### Problem details
Using the listing, copy each whole line that features "impl".

### Dataset entries
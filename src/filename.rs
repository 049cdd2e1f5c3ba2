//! Filename Generator Module
//!
//! 行ごとの出力ファイル名の生成と、ファイル名テンプレートの事前検証を行うモジュール。

use chrono::NaiveDateTime;

use crate::api::{DEFAULT_FILE_DATE_FORMAT, FILENAME_DEFAULT_TEXT, ILLEGAL_CHARACTERS};
use crate::error::MergeError;
use crate::placeholder::{substitute, unknown_columns};
use crate::sanitize::{detect_illegal_chars, join_chars};
use crate::types::Dataset;

/// ファイル名テンプレートが未設定（空または既定テキスト）かどうか
pub fn is_default_template(template: &str) -> bool {
    template.is_empty() || template == FILENAME_DEFAULT_TEXT
}

/// 行ごとのファイル名生成器
#[derive(Debug, Clone)]
pub(crate) struct FilenameGenerator {
    template: String,
    date_format: String,
}

impl FilenameGenerator {
    pub fn new(template: impl Into<String>) -> Self {
        Self {
            template: template.into(),
            date_format: DEFAULT_FILE_DATE_FORMAT.to_string(),
        }
    }

    /// 先頭の日付の形式を変更する（`GeneratorBuilder::build()`で検証済みであること）
    pub fn with_date_format(mut self, date_format: impl Into<String>) -> Self {
        self.date_format = date_format.into();
        self
    }

    pub fn template(&self) -> &str {
        &self.template
    }

    /// 行のファイル名を生成する
    ///
    /// `{日付} - {本体} - {ID}.docx`の形式で、IDは`now`の時分秒とマイクロ秒に
    /// 行番号を連結したものです。使用禁止文字の除去は呼び出し側で行います。
    pub fn generate(&self, row: usize, dataset: &Dataset, now: &NaiveDateTime) -> String {
        let id = format!("{}{}", now.format("%H%M%S%6f"), row);
        let date = now.format(&self.date_format);

        if is_default_template(&self.template) {
            return format!(
                "{} - Autocreation for {} - {}.docx",
                date,
                dataset.source_name(),
                id
            );
        }

        let body = substitute(&self.template, |name| {
            dataset.cell(row, name).map(|cell| cell.as_text())
        });
        format!("{} - {} - {}.docx", date, body, id)
    }
}

/// 行のファイル名を生成する
///
/// テンプレートが空または既定テキストの場合は
/// `"{yymmdd} - Autocreation for {読み込み元ファイル名} - {ID}.docx"`、
/// それ以外は`{列名}`を行の値で置換して`"{yymmdd} - {置換後} - {ID}.docx"`を返します。
/// 列に一致しないプレースホルダーはそのまま残ります。
///
/// 戻り値には使用禁止文字が含まれ得るため、ファイルパスとして使う前に
/// [`clean_filename`](crate::clean_filename)を適用してください。
///
/// # 使用例
///
/// ```rust
/// use chrono::NaiveDate;
/// use docxmerge::{generate_filename, Cell, Dataset};
///
/// let dataset = Dataset::new(
///     "data/customers.xlsx",
///     vec![Some("Name".to_string())],
///     vec![vec![Cell::from("Acme")]],
/// );
/// let now = NaiveDate::from_ymd_opt(2025, 3, 1)
///     .unwrap()
///     .and_hms_micro_opt(9, 5, 7, 42)
///     .unwrap();
///
/// assert_eq!(
///     generate_filename(0, "{Name} contract", &dataset, &now),
///     "250301 - Acme contract - 0905070000420.docx"
/// );
/// ```
pub fn generate_filename(
    row: usize,
    template: &str,
    dataset: &Dataset,
    now: &NaiveDateTime,
) -> String {
    FilenameGenerator::new(template).generate(row, dataset, now)
}

/// ファイル名テンプレートの検証メッセージを返す
///
/// 未知の列ごとに`Unknown column: {名前}`、使用禁止文字ごとに
/// `Illegal character found in filename: c`を並べます。
/// 空文字列であれば生成を開始できます。
/// テンプレートが既定テキストの場合、未知の列の検査は行いません。
pub fn validation_message(template: &str, dataset: &Dataset) -> String {
    let mut message = String::new();

    if template != FILENAME_DEFAULT_TEXT {
        for name in unknown_columns(template, dataset.column_names()) {
            message.push_str(&format!("Unknown column: {{{}}}\n", name));
        }
    }

    for c in detect_illegal_chars(template) {
        message.push_str(&format!("\nIllegal character found in filename: {}", c));
    }

    if !message.is_empty() {
        message.push_str("\n\n See Help for more information.");
    }
    message
}

/// ファイル名テンプレートを検証する
///
/// # 戻り値
///
/// * `Ok(())` - 生成を開始できる場合
/// * `Err(MergeError::Validation)` - 未知の列または使用禁止文字がある場合（メッセージは`validation_message`）
pub fn validate_template(template: &str, dataset: &Dataset) -> Result<(), MergeError> {
    let message = validation_message(template, dataset);
    if message.is_empty() {
        Ok(())
    } else {
        Err(MergeError::Validation(message))
    }
}

/// ファイル名テンプレートで使用できる列と使用禁止文字の一覧
pub fn help_text(dataset: Option<&Dataset>) -> String {
    let mut help = String::from("Currently available Fields:\n ");

    if let Some(dataset) = dataset {
        for column in dataset.column_names() {
            help.push_str(&format!("\n {{{}}}", column));
            let illegal = detect_illegal_chars(column);
            if !illegal.is_empty() {
                help.push_str(&format!(
                    " <= Cannot be used due to illegal characters: {}",
                    join_chars(&illegal)
                ));
            }
        }
    }

    let no_columns = dataset.map_or(true, |d| d.is_empty() || d.headers().is_empty());
    if no_columns {
        help.push_str("\n No Columns loaded/found!");
    }

    help.push_str(&format!(
        "\n\n\n These characters cannot be used in the filename:\n {} ",
        join_chars(&ILLEGAL_CHARACTERS)
    ));
    help
}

### Output for this task
impl FilenameGenerator {
    pub fn new(template: impl Into<String>) -> Self {
    pub fn with_date_format(mut self, date_format: impl Into<String>) -> Self {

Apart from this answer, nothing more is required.